Il writing in Italia. Che storia l’ultimo libro di Alessandro Mininno per bruno!

Pezzo, Biancone, Wholecar. Toy, Marcioni, Spugnettari.
Di questi termini, solo l’ultimo mi pare nuovo e nato da quell’atteggiamento, tanto perbenista quanto generalista, che hanno certi salotti della nostra gauche di sopportare la street art solo quando sta in una galleria d’arte o sponsorizza un paio di scarpe, mai quando gli copre col nero inferno il citofono di casa.
Sono termini bellissimi. Sono le parole della tribù italiana, sotterranea e volante, dell’hip hop; in particolare di quella sua cultura visiva che tutti conoscono grazie ai termini, ormai mainstream, dei graffiti, writing, bombing

Ma quant’è bello invece vedere in copertina del nuovo libro di Alessandro Mininno uscito per la casa editrice e studio grafico veneziano bruno, tutte le parole di quello slang così forte e identitario, così proprietario e unico?

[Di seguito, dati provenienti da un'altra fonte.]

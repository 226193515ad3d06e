//! The coordinator: registry, policy, cached resolution and change fan-out.
//!
//! One coordinator exists per running application. Construct it at startup,
//! wrap it in an [`Arc`](std::sync::Arc), and hand clones to the view layer
//! and to the platform glue that answers "which orientations are allowed".
//!
//! Every mutation runs as one critical section:
//!
//! ```text
//!   register / unregister / policy change
//!       │
//!       ▼
//!   resolve mask ──► refresh current orientation ──► notify subscribers
//!                                                         │
//!                                                         ▼
//!                                           host.request_orientation_update()
//! ```
//!
//! The lock is reentrant. Subscribers and the host may call any method from
//! inside a callback, including mutations: a mutation made while subscribers
//! are being notified takes effect immediately, and its update is queued and
//! delivered to every subscriber once the current round finishes. Other
//! threads block until the whole critical section, notifications included,
//! is over.
//!
//! The resolved mask and current orientation are also published to atomics,
//! so [`Coordinator::supported_orientations`] never takes the lock.

use std::cell::RefCell;
use std::collections::VecDeque;
use std::sync::atomic::{AtomicU8, Ordering};

use parking_lot::ReentrantMutex;
use tracing::debug;

use crate::manifest;
use crate::orientation::{InterfaceOrientation, OrientationMask};
use crate::registry::{RegistrantId, Registry};
use crate::resolve::{Policy, resolve_mask};

/// The platform layer hosting the interface.
pub trait OrientationHost: Send + Sync {
    /// The orientation the interface is presented in right now.
    fn interface_orientation(&self) -> InterfaceOrientation;

    /// Ask the platform to query [`Coordinator::supported_orientations`] again.
    ///
    /// Fire-and-forget; the platform decides when to re-query.
    fn request_orientation_update(&self);
}

/// Host for headless use. Always reports `Unknown` and ignores update requests.
#[derive(Copy, Clone, Debug, Default)]
pub struct NoopHost;

impl OrientationHost for NoopHost {
    fn interface_orientation(&self) -> InterfaceOrientation {
        InterfaceOrientation::Unknown
    }

    fn request_orientation_update(&self) {}
}

/// Snapshot delivered to subscribers after every recompute.
#[derive(Copy, Clone, Debug, PartialEq, Eq, Hash)]
pub struct OrientationUpdate {
    pub resolved_mask: OrientationMask,
    pub current_orientation: InterfaceOrientation,
}

/// Handle returned by [`Coordinator::subscribe`].
#[derive(Copy, Clone, Debug, PartialEq, Eq, Hash)]
pub struct SubscriptionId(u64);

type Subscriber = Box<dyn FnMut(OrientationUpdate) + Send>;

struct State {
    registry: Registry,
    policy: Policy,
    /// The callback slot is `None` while that subscriber is being called.
    subscribers: Vec<(SubscriptionId, Option<Subscriber>)>,
    next_subscription: u64,
    /// Updates waiting for delivery. Non-empty only while a round of
    /// notifications is running.
    pending: VecDeque<OrientationUpdate>,
    notifying: bool,
}

/// Resolves the supported interface orientations of an application.
///
/// ```
/// use interface_orientation::{Coordinator, OrientationMask, Policy, RegistrantId};
///
/// let coordinator = Coordinator::headless(Policy::new(OrientationMask::ALL, true));
///
/// let player = RegistrantId::new();
/// coordinator.register(player, OrientationMask::LANDSCAPE);
/// assert_eq!(coordinator.supported_orientations(), OrientationMask::LANDSCAPE);
///
/// coordinator.unregister(player);
/// assert_eq!(coordinator.supported_orientations(), OrientationMask::ALL);
/// ```
pub struct Coordinator<H: OrientationHost = NoopHost> {
    state: ReentrantMutex<RefCell<State>>,
    host: H,
    resolved: AtomicU8,
    current: AtomicU8,
}

impl Coordinator<NoopHost> {
    /// Coordinator without a platform host.
    pub fn headless(policy: Policy) -> Self {
        Self::new(policy, NoopHost)
    }
}

impl<H: OrientationHost> Coordinator<H> {
    /// Creates the coordinator and performs the initial resolution.
    pub fn new(policy: Policy, host: H) -> Self {
        let coordinator = Self {
            state: ReentrantMutex::new(RefCell::new(State {
                registry: Registry::new(),
                policy,
                subscribers: Vec::new(),
                next_subscription: 0,
                pending: VecDeque::new(),
                notifying: false,
            })),
            host,
            resolved: AtomicU8::new(policy.default_mask().bits()),
            current: AtomicU8::new(InterfaceOrientation::Unknown.to_raw()),
        };
        {
            let state = coordinator.state.lock();
            coordinator.recompute(&state);
        }
        coordinator
    }

    /// Creates the coordinator with the default mask read from manifest entries.
    ///
    /// Manifest problems are logged and degrade to [`OrientationMask::ALL`];
    /// see [`manifest::parse`].
    pub fn from_manifest<I, S>(names: I, allow_override: bool, host: H) -> Self
    where
        I: IntoIterator<Item = S>,
        S: AsRef<str>,
    {
        let result = manifest::parse(names);
        Self::new(Policy::new(result.mask, allow_override), host)
    }

    /// Inserts or replaces the constraint declared by `id`.
    ///
    /// `mask` must not be empty. Debug builds panic on an empty mask;
    /// release builds treat it as [`unregister`](Self::unregister).
    pub fn register(&self, id: RegistrantId, mask: OrientationMask) {
        let state = self.state.lock();
        state.borrow_mut().registry.register(id, mask);
        self.recompute(&state);
    }

    /// Removes the constraint declared by `id`. Unknown ids are ignored,
    /// but still trigger a recompute.
    pub fn unregister(&self, id: RegistrantId) {
        let state = self.state.lock();
        state.borrow_mut().registry.unregister(id);
        self.recompute(&state);
    }

    /// Replaces the default mask. An empty mask becomes [`OrientationMask::ALL`].
    pub fn set_default_mask(&self, mask: OrientationMask) {
        let state = self.state.lock();
        state.borrow_mut().policy.set_default_mask(mask);
        self.recompute(&state);
    }

    pub fn set_allow_override(&self, allow: bool) {
        let state = self.state.lock();
        state.borrow_mut().policy.set_allow_override(allow);
        self.recompute(&state);
    }

    pub fn policy(&self) -> Policy {
        self.state.lock().borrow().policy
    }

    /// Number of views currently declaring a constraint.
    pub fn registrant_count(&self) -> usize {
        self.state.lock().borrow().registry.len()
    }

    /// Entry point for the platform's orientation-change notification.
    ///
    /// Refreshes the current orientation from the host and notifies
    /// subscribers. The resolved mask cannot have changed, so the host is
    /// not asked to re-query.
    pub fn orientation_did_change(&self) {
        let state = self.state.lock();
        let update = OrientationUpdate {
            resolved_mask: self.supported_orientations(),
            current_orientation: self.refresh_current_orientation(),
        };
        debug!(current = %update.current_orientation, "interface orientation changed");
        notify(&state, update);
    }

    /// The orientations the platform should allow right now.
    ///
    /// Lock-free and never empty.
    pub fn supported_orientations(&self) -> OrientationMask {
        OrientationMask::from_bits_truncate(self.resolved.load(Ordering::Acquire))
    }

    /// The interface orientation observed at the last recompute or
    /// orientation-change notification.
    pub fn current_orientation(&self) -> InterfaceOrientation {
        InterfaceOrientation::from_raw(self.current.load(Ordering::Acquire)).unwrap_or_default()
    }

    /// Current snapshot, as subscribers would receive it.
    pub fn snapshot(&self) -> OrientationUpdate {
        OrientationUpdate {
            resolved_mask: self.supported_orientations(),
            current_orientation: self.current_orientation(),
        }
    }

    /// Calls `subscriber` after every recompute, whether or not anything changed.
    ///
    /// The callback runs synchronously on the mutating thread, inside the
    /// critical section. A subscriber added during a round of notifications
    /// receives the next update, not the one being delivered.
    pub fn subscribe<F>(&self, subscriber: F) -> SubscriptionId
    where
        F: FnMut(OrientationUpdate) + Send + 'static,
    {
        let state = self.state.lock();
        let mut state = state.borrow_mut();
        let id = SubscriptionId(state.next_subscription);
        state.next_subscription += 1;
        state.subscribers.push((id, Some(Box::new(subscriber))));
        id
    }

    /// Returns `false` if `id` was not subscribed. A subscriber may
    /// unsubscribe itself from inside its own callback.
    pub fn unsubscribe(&self, id: SubscriptionId) -> bool {
        let state = self.state.lock();
        let mut state = state.borrow_mut();
        let before = state.subscribers.len();
        state.subscribers.retain(|(sid, _)| *sid != id);
        state.subscribers.len() != before
    }

    pub fn host(&self) -> &H {
        &self.host
    }

    fn recompute(&self, state: &RefCell<State>) {
        let (resolved_mask, registrants) = {
            let state = state.borrow();
            (resolve_mask(&state.registry, &state.policy), state.registry.len())
        };
        self.resolved.store(resolved_mask.bits(), Ordering::Release);
        let update = OrientationUpdate {
            resolved_mask,
            current_orientation: self.refresh_current_orientation(),
        };
        debug!(
            registrants,
            resolved = %update.resolved_mask,
            current = %update.current_orientation,
            "resolved supported interface orientations"
        );
        notify(state, update);
        self.host.request_orientation_update();
    }

    fn refresh_current_orientation(&self) -> InterfaceOrientation {
        let current = self.host.interface_orientation();
        self.current.store(current.to_raw(), Ordering::Release);
        current
    }
}

/// Deliver `update` to every subscriber, or queue it if a round is already
/// running further up the stack. No `RefCell` borrow is held while a
/// callback runs.
fn notify(state: &RefCell<State>, update: OrientationUpdate) {
    {
        let mut state = state.borrow_mut();
        state.pending.push_back(update);
        if state.notifying {
            return;
        }
        state.notifying = true;
    }
    let _round = NotifyRound(state);

    loop {
        let (update, ids) = {
            let mut state = state.borrow_mut();
            let Some(update) = state.pending.pop_front() else {
                break;
            };
            let ids: Vec<_> = state.subscribers.iter().map(|(id, _)| *id).collect();
            (update, ids)
        };
        for id in ids {
            let Some(mut subscriber) = take_subscriber(state, id) else {
                continue;
            };
            subscriber(update);
            let mut state = state.borrow_mut();
            // Gone if it unsubscribed during the call.
            if let Some((_, slot)) = state.subscribers.iter_mut().find(|(sid, _)| *sid == id) {
                *slot = Some(subscriber);
            }
        }
    }
}

fn take_subscriber(state: &RefCell<State>, id: SubscriptionId) -> Option<Subscriber> {
    state
        .borrow_mut()
        .subscribers
        .iter_mut()
        .find(|(sid, _)| *sid == id)
        .and_then(|(_, slot)| slot.take())
}

/// Ends a notification round, also when a subscriber panics.
struct NotifyRound<'a>(&'a RefCell<State>);

impl Drop for NotifyRound<'_> {
    fn drop(&mut self) {
        if let Ok(mut state) = self.0.try_borrow_mut() {
            state.notifying = false;
            state.pending.clear();
        }
    }
}

impl<H: OrientationHost + core::fmt::Debug> core::fmt::Debug for Coordinator<H> {
    fn fmt(&self, f: &mut core::fmt::Formatter<'_>) -> core::fmt::Result {
        f.debug_struct("Coordinator")
            .field("host", &self.host)
            .field("resolved", &self.supported_orientations())
            .field("current", &self.current_orientation())
            .finish_non_exhaustive()
    }
}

Alessandro Mininno, “Graffiti Writing in Italy 1989–2021”, bruno, 2021
Alessandro Mininno, “Graffiti Writing in Italy 1989–2021”, bruno, 2021

Io andavo al Casta Crasta a fine anni ’90, quando a Milano c’era ancora il muretto (e a Bologna Neffa ancora cantava rap), il dissing era di Dj Gruff contro gli Articolo 31, e venivano fuori dei casini che non capivo benissimo; però era divertentissimo. Ero troppo piccolo per buttarmici dentro troppo, e quello che facevo era andare da Lord Bean a chiedergli di taggarmi la Smemoranda.
Lord Bean ora lo conosciamo come Luca Barcellona, e non a caso ha scritto la prefazione di questo libro splendido: Graffiti Writing in Italy 1989–2021. Un libro che raccoglie 380 foto in 160 pagine ricche di citazioni e storie, dove l’illegalità si intreccia al racconto fortissimo di come si crea una narrativa di gruppo e dal basso.
Storie di come uscire la notte o correre in cima ai palazzi, usare un nero e l’argento, oppure tanti colori e mega pupazzi, storie ambientate in interrail e nelle scuole d’arte, storie dal Sempione (il Copar), in occupazioni e manifestazioni fatte tutti assieme, contro la riforma scolastica e contro il tempo che passava per farci crescere.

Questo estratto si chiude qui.